Wills Eye Hospital Research Suggests Glaucoma Patients May Be at Higher Risk of Motor Vehicle Accidents than those of Similar Age
As a patient’s vision declines, doctors are often asked by families what to do: should their loved ones still be driving?
Philadelphia, PA – In a study recently presented at the major vision research conference, The Association for Research in Vision and Ophthalmology (ARVO) researchers from Wills Eye Hospital in Philadelphia studied the rate of car accidents in patients with glaucoma. They found that the rate of those accidents among patients with moderate glaucoma and with mild vision loss was almost five (5) times higher than expected for Pennsylvania drivers in this age group. As a patient’s vision declines, doctors are often asked by families what to do: should their loved ones still be driving?
The study followed a group of 161 patients with an average age of 64 with moderate open angle glaucoma in at least one eye over 4 years. Each year, patients were asked if they were a driver in any motor vehicle accidents during the previous year.
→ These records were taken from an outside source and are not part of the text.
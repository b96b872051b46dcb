//! In-memory vault store

use super::{Store, StoreError, StoreResult};
use std::collections::{BTreeMap, BTreeSet};
use std::io::ErrorKind;

/// A mutating call received by a [`MemoryStore`]
#[derive(Debug, Clone, PartialEq, Eq)]
pub enum StoreCall {
    CreateFolder(String),
    CreateFile(String),
}

/// An in-memory vault.
///
/// Paths are stored verbatim with no normalization. Every mutating call is
/// journaled in order, including folder requests that changed nothing.
#[derive(Debug, Clone, Default)]
pub struct MemoryStore {
    folders: BTreeSet<String>,
    files: BTreeMap<String, String>,
    calls: Vec<StoreCall>,
    failing: BTreeSet<String>,
}

impl MemoryStore {
    pub fn new() -> Self {
        Self::default()
    }

    /// Seed an existing folder
    #[must_use]
    pub fn with_folder(mut self, path: &str) -> Self {
        self.folders.insert(path.to_string());
        self
    }

    /// Seed an existing file with contents
    #[must_use]
    pub fn with_file(mut self, path: &str, contents: &str) -> Self {
        self.files.insert(path.to_string(), contents.to_string());
        self
    }

    /// Make every create call on `path` fail with an I/O error.
    ///
    /// The failed call is still journaled in [`MemoryStore::calls`]; the
    /// failure fires after the call is recorded and leaves no entry behind.
    #[must_use]
    pub fn failing_at(mut self, path: &str) -> Self {
        self.failing.insert(path.to_string());
        self
    }

    pub fn folders(&self) -> impl Iterator<Item = &str> {
        self.folders.iter().map(String::as_str)
    }

    pub fn files(&self) -> impl Iterator<Item = &str> {
        self.files.keys().map(String::as_str)
    }

    /// Contents of a file, if present
    pub fn contents(&self, path: &str) -> Option<&str> {
        self.files.get(path).map(String::as_str)
    }

    /// Mutating calls received so far, in order
    pub fn calls(&self) -> &[StoreCall] {
        &self.calls
    }

    fn check_failing(&self, path: &str) -> StoreResult<()> {
        if self.failing.contains(path) {
            return Err(StoreError::io(
                path,
                std::io::Error::new(ErrorKind::PermissionDenied, "permission denied"),
            ));
        }
        Ok(())
    }
}

impl Store for MemoryStore {
    fn exists(&self, path: &str) -> bool {
        self.folders.contains(path) || self.files.contains_key(path)
    }

    fn is_file(&self, path: &str) -> bool {
        self.files.contains_key(path)
    }

    fn create_folder(&mut self, path: &str) -> StoreResult<()> {
        self.calls.push(StoreCall::CreateFolder(path.to_string()));
        self.check_failing(path)?;
        if self.files.contains_key(path) {
            return Err(StoreError::AlreadyExists(path.to_string()));
        }
        self.folders.insert(path.to_string());
        Ok(())
    }

    fn create_file(&mut self, path: &str) -> StoreResult<()> {
        self.calls.push(StoreCall::CreateFile(path.to_string()));
        self.check_failing(path)?;
        if self.exists(path) {
            return Err(StoreError::AlreadyExists(path.to_string()));
        }
        self.files.insert(path.to_string(), String::new());
        Ok(())
    }
}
The study evaluated different aspects of vision, such as visual acuity, peripheral vision and contrast sensitivity – whether you can tell not just black or white but can you differentiate between dark gray from light gray. It also considered patients’ ability to do certain normal daily activities like reading street signs and finding objects on a crowded shelf. “What we found was between 5% and 10% of these glaucoma patients were involved in motor vehicle accidents each year despite still having vision good enough to legally qualify for driving ,” said, Jonathan S. Myers, MD, Chief of the Wills Eye Hospital Glaucoma Service who was involved in the study and a presenter at the research conference. This compares to a 1.1% rate of MVAs for drivers of similar age to these (61-65 years old) reported by 2017 Pennsylvania Crash Facts. In the study, the National Eye Institute Visual Function Questionnaire was used measuring vision-related quality of life and the Glaucoma Symptom Scale measuring eye comfort at each of the visits.
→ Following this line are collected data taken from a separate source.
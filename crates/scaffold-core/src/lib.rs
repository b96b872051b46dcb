//! Scaffold Core - vault layout materialization
//!
//! This crate parses a JSON document describing nested folders and note
//! files, and reproduces that layout inside a vault through a small
//! [`Store`] abstraction. Creation is idempotent: existing notes are never
//! overwritten and nothing is ever deleted.

#![forbid(unsafe_code)]
#![warn(clippy::all, clippy::pedantic)]
#![allow(
    clippy::missing_errors_doc,
    clippy::must_use_candidate,
    clippy::module_name_repetitions
)]

pub mod error;
pub mod materialize;
pub mod plan;
pub mod settings;
pub mod store;
pub mod structure;
pub mod util;

pub use error::{MaterializeError, MaterializeResult};
pub use materialize::{materialize, Action, Materializer, Report};
pub use settings::{NewFileLocation, Settings};
pub use store::{DiskStore, MemoryStore, PlanningStore, Store, StoreError};
pub use structure::{Structure, StructureNode, NOTE_EXTENSION};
“One finding that stood out was that interestingly, it was the peripheral vision in the worst eye that made the biggest difference. That suggests that in some study patients, significant blind spots existed which could have been a liability for driving,” said Myers. For most states, the legal vision requirements for driving, are 20/40 vision for night and 20/70 for daytime driving, although daytime driving requirements vary. 20/40 means that you can see at 20 feet what a person with “perfect vision” would see at 40 feet – so about half as sharp. Some states also require between 120 and 140 degrees of side to side vision for driving- that’s about 12 hand-widths at arm’s-length.
“It’s a very common predicament especially as we have an increasingly aging population - vision disturbances are more common as we grow older,” added Myers. The most common causes of reduced vision are cataracts – which can be fixed, followed by macular degeneration in a Caucasian population and glaucoma in the African American and Hispanic populations. Glaucoma is not reversible; the sight in macular degeneration can be improved in some cases. “It’s increasingly common to address driving with families. Driving isn’t simply about driving, it’s also about independence for an aging population so these can be very difficult and emotional conversations. As doctors, we need to care for the whole patient and be part of the care team with the family,” noted Myers. While further research is needed, these findings suggest that:
- An impaired visual field in either eye was found to be an independent risk factor for motor vehicle accidents in patients with moderate glaucoma.
- Identifying individuals at risk for accidents may help prevent accidents by educating providers and patients with glaucoma regarding their safety and fitness to drive.
- Don’t be afraid to have that conversation as a family with a loved one or with the family doctor or ophthalmologist. Patients with glaucoma along with their family members should talk about this – whether it’s with an ophthalmologist, optometrist, or primary care physician.